■ **Assignment**: Look through the data below. Pick out the lines holding the string "path".

===== Material for the task =====

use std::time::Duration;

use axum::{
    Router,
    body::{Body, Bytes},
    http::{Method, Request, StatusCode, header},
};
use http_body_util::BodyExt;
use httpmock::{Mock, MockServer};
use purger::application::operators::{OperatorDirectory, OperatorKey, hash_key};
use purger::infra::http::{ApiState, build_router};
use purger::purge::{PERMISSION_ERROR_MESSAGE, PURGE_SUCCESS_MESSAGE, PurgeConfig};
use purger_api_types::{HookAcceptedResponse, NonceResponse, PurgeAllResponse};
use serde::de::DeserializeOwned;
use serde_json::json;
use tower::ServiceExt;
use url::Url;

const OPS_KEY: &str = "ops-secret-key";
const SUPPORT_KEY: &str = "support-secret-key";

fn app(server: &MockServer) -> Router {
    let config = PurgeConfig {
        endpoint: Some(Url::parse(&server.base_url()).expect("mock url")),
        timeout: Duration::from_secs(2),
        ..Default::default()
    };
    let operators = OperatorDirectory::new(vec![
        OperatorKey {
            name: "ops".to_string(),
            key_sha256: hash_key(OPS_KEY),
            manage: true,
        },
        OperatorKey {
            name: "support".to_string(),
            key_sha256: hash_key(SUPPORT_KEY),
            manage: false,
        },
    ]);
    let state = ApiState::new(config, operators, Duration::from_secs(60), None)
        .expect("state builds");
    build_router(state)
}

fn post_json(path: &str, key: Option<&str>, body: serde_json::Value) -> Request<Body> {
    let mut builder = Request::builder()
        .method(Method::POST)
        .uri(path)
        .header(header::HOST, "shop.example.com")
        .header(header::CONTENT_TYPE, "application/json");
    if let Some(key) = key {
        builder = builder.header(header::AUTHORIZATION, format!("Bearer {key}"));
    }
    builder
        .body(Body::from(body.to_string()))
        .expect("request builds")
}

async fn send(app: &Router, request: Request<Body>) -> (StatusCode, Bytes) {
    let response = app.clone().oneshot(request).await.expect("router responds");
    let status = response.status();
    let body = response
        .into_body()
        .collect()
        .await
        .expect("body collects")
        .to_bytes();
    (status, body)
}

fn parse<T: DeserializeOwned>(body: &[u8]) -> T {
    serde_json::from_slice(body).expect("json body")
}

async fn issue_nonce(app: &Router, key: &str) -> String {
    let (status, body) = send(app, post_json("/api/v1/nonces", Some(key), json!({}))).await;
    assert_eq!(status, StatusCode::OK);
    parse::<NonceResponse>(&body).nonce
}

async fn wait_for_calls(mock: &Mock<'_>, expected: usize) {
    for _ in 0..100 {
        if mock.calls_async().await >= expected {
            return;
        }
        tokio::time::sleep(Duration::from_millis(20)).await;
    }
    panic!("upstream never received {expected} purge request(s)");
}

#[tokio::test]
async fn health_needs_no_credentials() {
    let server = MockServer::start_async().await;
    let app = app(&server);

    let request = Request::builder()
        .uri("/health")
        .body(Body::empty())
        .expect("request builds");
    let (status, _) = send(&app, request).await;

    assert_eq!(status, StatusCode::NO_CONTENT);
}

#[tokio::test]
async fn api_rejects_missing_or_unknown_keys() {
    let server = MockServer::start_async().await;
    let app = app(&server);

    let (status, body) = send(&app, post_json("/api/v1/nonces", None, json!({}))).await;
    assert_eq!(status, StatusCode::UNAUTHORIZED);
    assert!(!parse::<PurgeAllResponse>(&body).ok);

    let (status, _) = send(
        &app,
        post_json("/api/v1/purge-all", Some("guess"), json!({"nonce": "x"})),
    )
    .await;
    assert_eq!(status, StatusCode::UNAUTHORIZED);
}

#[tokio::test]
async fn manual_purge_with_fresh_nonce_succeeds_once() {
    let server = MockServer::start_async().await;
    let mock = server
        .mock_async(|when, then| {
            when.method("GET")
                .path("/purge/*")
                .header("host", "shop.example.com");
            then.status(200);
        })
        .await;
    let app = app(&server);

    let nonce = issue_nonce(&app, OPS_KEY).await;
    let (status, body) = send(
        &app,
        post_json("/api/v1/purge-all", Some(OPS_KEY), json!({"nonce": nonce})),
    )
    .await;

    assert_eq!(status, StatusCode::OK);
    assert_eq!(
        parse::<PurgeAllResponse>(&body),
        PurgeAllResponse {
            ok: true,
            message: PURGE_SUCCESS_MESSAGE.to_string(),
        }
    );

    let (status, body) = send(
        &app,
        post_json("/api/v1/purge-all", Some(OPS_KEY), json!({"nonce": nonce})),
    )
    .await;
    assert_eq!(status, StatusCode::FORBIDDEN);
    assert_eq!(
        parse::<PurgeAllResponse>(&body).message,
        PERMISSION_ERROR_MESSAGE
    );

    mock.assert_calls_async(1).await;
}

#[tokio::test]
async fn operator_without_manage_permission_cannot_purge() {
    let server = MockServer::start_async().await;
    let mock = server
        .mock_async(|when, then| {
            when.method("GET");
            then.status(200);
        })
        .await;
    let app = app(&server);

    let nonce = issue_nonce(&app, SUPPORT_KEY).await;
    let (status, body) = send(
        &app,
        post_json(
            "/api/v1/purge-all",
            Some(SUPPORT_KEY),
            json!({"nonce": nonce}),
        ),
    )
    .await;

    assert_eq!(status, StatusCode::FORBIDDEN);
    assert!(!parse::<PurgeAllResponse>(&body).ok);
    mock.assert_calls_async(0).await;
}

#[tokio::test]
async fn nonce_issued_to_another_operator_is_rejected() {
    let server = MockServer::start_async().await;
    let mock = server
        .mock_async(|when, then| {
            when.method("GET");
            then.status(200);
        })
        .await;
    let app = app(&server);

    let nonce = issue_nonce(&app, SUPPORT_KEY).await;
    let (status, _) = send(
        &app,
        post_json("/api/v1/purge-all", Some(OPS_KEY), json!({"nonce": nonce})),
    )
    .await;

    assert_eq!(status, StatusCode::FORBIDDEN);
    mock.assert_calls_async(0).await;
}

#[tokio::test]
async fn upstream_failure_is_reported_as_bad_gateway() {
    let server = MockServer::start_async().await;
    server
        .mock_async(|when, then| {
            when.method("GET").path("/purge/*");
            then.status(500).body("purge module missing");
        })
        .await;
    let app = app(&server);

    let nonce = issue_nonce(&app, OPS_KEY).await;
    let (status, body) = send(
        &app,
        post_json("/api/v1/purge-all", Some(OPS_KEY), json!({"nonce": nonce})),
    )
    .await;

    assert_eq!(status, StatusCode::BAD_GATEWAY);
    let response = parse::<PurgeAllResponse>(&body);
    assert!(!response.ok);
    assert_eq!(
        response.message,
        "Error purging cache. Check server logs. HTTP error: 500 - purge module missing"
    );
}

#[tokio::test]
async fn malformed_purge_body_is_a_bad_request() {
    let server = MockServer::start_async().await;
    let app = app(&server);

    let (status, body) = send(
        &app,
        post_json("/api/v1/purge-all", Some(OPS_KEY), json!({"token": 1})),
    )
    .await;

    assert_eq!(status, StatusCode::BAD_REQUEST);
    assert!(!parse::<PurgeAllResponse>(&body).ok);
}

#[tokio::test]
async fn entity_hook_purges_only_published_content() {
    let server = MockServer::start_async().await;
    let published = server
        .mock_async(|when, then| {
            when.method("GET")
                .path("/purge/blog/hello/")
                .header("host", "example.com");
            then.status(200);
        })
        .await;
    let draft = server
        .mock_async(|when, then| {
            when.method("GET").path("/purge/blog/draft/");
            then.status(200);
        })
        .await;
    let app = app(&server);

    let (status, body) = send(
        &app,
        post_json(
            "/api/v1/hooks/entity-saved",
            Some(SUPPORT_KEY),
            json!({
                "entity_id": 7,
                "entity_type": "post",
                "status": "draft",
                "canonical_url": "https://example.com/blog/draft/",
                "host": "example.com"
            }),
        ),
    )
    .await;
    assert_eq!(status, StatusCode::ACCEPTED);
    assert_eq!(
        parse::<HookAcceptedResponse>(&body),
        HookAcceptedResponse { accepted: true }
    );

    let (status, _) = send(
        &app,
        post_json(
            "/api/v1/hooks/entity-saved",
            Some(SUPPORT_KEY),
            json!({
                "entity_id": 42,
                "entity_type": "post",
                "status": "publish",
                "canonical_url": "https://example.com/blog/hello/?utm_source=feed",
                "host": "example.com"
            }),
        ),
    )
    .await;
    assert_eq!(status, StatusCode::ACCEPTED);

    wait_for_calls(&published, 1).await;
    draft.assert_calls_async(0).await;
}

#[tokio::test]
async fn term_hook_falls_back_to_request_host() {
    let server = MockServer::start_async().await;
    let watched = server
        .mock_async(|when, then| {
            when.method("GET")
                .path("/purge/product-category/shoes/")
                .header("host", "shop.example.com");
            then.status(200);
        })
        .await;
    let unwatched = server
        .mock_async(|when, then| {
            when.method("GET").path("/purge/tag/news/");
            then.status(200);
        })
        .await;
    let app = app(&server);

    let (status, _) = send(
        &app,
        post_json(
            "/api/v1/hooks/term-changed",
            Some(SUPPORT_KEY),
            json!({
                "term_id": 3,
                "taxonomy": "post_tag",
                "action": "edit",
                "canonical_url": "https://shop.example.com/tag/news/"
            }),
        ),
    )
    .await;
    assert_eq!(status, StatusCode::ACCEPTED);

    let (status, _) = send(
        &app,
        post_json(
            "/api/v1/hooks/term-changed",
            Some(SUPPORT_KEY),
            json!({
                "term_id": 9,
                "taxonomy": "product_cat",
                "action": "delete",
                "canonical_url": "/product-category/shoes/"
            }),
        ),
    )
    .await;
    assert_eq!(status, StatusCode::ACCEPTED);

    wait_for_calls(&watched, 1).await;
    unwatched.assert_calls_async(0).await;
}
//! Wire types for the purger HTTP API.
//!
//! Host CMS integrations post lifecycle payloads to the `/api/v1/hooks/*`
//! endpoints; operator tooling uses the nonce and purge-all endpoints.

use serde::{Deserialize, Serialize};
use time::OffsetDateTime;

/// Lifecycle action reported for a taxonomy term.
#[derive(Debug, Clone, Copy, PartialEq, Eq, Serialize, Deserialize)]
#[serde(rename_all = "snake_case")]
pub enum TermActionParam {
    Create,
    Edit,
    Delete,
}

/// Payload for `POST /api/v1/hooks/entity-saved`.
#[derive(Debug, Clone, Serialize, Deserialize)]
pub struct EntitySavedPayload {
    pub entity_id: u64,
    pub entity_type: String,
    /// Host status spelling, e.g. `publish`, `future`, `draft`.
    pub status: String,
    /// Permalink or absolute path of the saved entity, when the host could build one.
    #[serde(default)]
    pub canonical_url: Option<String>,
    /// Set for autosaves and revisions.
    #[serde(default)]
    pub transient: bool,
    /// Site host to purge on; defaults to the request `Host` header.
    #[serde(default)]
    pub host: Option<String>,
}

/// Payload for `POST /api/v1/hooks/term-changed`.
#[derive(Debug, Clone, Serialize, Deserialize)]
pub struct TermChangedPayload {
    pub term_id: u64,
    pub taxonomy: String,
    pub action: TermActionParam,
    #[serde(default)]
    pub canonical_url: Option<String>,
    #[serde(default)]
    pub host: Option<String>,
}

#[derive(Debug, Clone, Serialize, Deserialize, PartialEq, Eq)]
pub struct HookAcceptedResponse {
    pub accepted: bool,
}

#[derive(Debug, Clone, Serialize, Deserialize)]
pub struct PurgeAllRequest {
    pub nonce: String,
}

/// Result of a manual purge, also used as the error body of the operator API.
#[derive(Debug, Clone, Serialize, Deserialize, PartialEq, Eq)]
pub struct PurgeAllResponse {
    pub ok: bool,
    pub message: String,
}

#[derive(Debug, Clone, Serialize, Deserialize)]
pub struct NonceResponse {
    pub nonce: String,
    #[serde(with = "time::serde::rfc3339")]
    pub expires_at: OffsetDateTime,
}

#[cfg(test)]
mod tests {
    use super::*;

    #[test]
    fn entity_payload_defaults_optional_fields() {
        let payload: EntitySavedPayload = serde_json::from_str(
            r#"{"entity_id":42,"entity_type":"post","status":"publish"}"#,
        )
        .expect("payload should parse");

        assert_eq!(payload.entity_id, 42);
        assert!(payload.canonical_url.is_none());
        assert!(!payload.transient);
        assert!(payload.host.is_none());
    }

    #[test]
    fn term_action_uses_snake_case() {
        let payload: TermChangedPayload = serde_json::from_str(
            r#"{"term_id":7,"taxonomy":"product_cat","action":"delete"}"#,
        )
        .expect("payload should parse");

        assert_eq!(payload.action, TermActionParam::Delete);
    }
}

=====

■ **Result of this exercise**:
fn post_json(path: &str, key: Option<&str>, body: serde_json::Value) -> Request<Body> {
        .uri(path)
                .path("/purge/*")
            when.method("GET").path("/purge/*");
                .path("/purge/blog/hello/")
            when.method("GET").path("/purge/blog/draft/");
                .path("/purge/product-category/shoes/")
            when.method("GET").path("/purge/tag/news/");
    /// Permalink or absolute path of the saved entity, when the host could build one.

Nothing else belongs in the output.